'My dear, have you been told that that is the way to keep hair light?'
'No, but I think it is. It must be the best way.' This with a positive air, as if contradiction were out of the question.
'If you are so fond of your hair, what made you say just now that you wished you were a boy?'
'Because I do wish it. I think it is a shame. Persons ought to have their choice before they're born, whether they would be boys or girls.'
'My dear!'
'Yes, they ought to have, and you can't help agreeing with me. Then I should have been a boy, and things would have been different. All that I should have wanted would have been to grow tall and strong. Men have no business to be little. But as I am a girl, I must grow as pretty as I can.'
And she smoothed her hair from her forehead with her small white hands, and looked at us and smiled with her eyes and her lips. All this was done with such an utter absence of conscious vanity that it deepened my admiration of her, and I was ready to take sides with her against the world in any proposition she might choose to lay down. That she saw this expressed in my face, and that she, in an easy graceful way, received the homage I paid her, as being naturally her due, and did her best--again without conscious artifice--to strengthen it, were as plainly conveyed by her demeanour towards me as though she had expressed it in so many words.

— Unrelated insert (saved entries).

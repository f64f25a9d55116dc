//! Play command handler

use std::path::PathBuf;

use anyhow::{bail, Result};

use tapseek::surface::{run_surface, SurfaceOptions};
use tapseek::Config;

/// Open the interactive surface.
#[cfg(not(tarpaulin_include))]
pub fn handle(
    duration: f64,
    title: Option<String>,
    autoplay: bool,
    record: Option<PathBuf>,
    config: &Config,
) -> Result<()> {
    if !(duration.is_finite() && duration >= 0.0) {
        bail!("Duration must be zero or a positive number of seconds");
    }

    let options = SurfaceOptions {
        duration_secs: duration,
        title,
        poll_interval_ms: config.player.poll_interval_ms,
        autoplay,
        record,
    };
    run_surface(&options, config.gesture()?)
}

It struck me as strange that my mother did not ask her any questions concerning herself, not even her name, nor where she lived, nor what was her errand; and although all of these questions, and especially the first, were on the tip of my tongue a dozen times, I did not have the courage to shape them in words. My mother not saying anything more to her, she turned towards me.
'Are you generally rude to girls--I mean to young ladies?'
'No,' I protested warmly, ransacking my mind for the clue.